Task to carry out:
Within the listing below, show every line that contains the word "fixed".

=====

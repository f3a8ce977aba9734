//! Performance benchmarks for the faraid engine's critical paths.
//!
//! Run with: cargo bench

use criterion::{criterion_group, criterion_main, BenchmarkId, Criterion};
use faraid::{calculate, CalculationInputBuilder, HeirCategory};
use std::hint::black_box;

fn bench_simple_family(c: &mut Criterion) {
    let input = CalculationInputBuilder::new(1_200)
        .with_heir(HeirCategory::Wife, 1)
        .with_heir(HeirCategory::Son, 1)
        .with_heir(HeirCategory::Daughter, 2)
        .build()
        .unwrap();

    c.bench_function("calculate_simple_family", |b| {
        b.iter(|| black_box(calculate(&input)))
    });
}

fn bench_aul_case(c: &mut Criterion) {
    let input = CalculationInputBuilder::new(13_000)
        .with_heir(HeirCategory::Husband, 1)
        .with_heir(HeirCategory::Daughter, 2)
        .with_heir(HeirCategory::Father, 1)
        .build()
        .unwrap();

    c.bench_function("calculate_aul", |b| b.iter(|| black_box(calculate(&input))));
}

fn bench_radd_case(c: &mut Criterion) {
    let input = CalculationInputBuilder::new(600)
        .with_heir(HeirCategory::Mother, 1)
        .with_heir(HeirCategory::Daughter, 1)
        .build()
        .unwrap();

    c.bench_function("calculate_radd", |b| b.iter(|| black_box(calculate(&input))));
}

fn bench_variant_case(c: &mut Criterion) {
    let input = CalculationInputBuilder::new(1_800)
        .with_heir(HeirCategory::Husband, 1)
        .with_heir(HeirCategory::Father, 1)
        .with_heir(HeirCategory::Mother, 1)
        .build()
        .unwrap();

    c.bench_function("calculate_umariyyatan", |b| {
        b.iter(|| black_box(calculate(&input)))
    });
}

fn bench_by_heir_count(c: &mut Criterion) {
    let mut group = c.benchmark_group("calculate_by_heir_count");
    for count in [1usize, 3, 6] {
        let mut builder = CalculationInputBuilder::new(10_000);
        for (i, category) in HeirCategory::ALL.iter().take(count).enumerate() {
            builder = builder.with_heir(*category, (i % 3 + 1) as u32);
        }
        let input = builder.build();
        if let Ok(input) = input {
            group.bench_with_input(BenchmarkId::from_parameter(count), &input, |b, input| {
                b.iter(|| black_box(calculate(input)))
            });
        }
    }
    group.finish();
}

criterion_group!(
    benches,
    bench_simple_family,
    bench_aul_case,
    bench_radd_case,
    bench_variant_case,
    bench_by_heir_count,
);
criterion_main!(benches);
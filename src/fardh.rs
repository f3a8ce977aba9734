//! The admissible fixed-share fractions.

use crate::fraction::Fraction;

/// A fixed share, drawn from the closed admissible set
/// `{1/2, 1/3, 1/4, 1/6, 1/8, 2/3}`. Residuary (ashobah) status is *not* a
/// member of this type — it is represented by the absence of a `Fardh` on
/// [`crate::furudh::FurudhResult`], as a sentinel value meaning "residuary".
#[derive(Debug, Clone, Copy, PartialEq, Eq)]
#[cfg_attr(feature = "serde", derive(serde::Serialize, serde::Deserialize))]
#[cfg_attr(feature = "schema", derive(schemars::JsonSchema))]
pub enum Fardh {
    Half,
    Third,
    Quarter,
    Sixth,
    Eighth,
    TwoThirds,
}

impl Fardh {
    /// The numerator, always 1 or 2.
    #[must_use]
    pub const fn numerator(self) -> u64 {
        match self {
            Self::TwoThirds => 2,
            _ => 1,
        }
    }

    /// The denominator, one of 2, 3, 4, 6, 8.
    #[must_use]
    pub const fn denominator(self) -> u64 {
        match self {
            Self::Half => 2,
            Self::Third | Self::TwoThirds => 3,
            Self::Quarter => 4,
            Self::Sixth => 6,
            Self::Eighth => 8,
        }
    }

    /// As a reduced [`Fraction`].
    #[must_use]
    pub fn as_fraction(self) -> Fraction {
        Fraction::new(self.numerator(), self.denominator())
            .expect("admissible fardh denominators are never zero")
    }

    /// Render as `"n/d"`.
    #[must_use]
    pub fn format(self) -> String {
        self.as_fraction().format()
    }
}

#[cfg(test)]
mod tests {
    use super::*;

    #[test]
    fn admissible_set_formats_match_spec() {
        assert_eq!(Fardh::Half.format(), "1/2");
        assert_eq!(Fardh::Third.format(), "1/3");
        assert_eq!(Fardh::Quarter.format(), "1/4");
        assert_eq!(Fardh::Sixth.format(), "1/6");
        assert_eq!(Fardh::Eighth.format(), "1/8");
        assert_eq!(Fardh::TwoThirds.format(), "2/3");
    }
}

=====

Worked solution:
//! The admissible fixed-share fractions.
/// A fixed share, drawn from the closed admissible set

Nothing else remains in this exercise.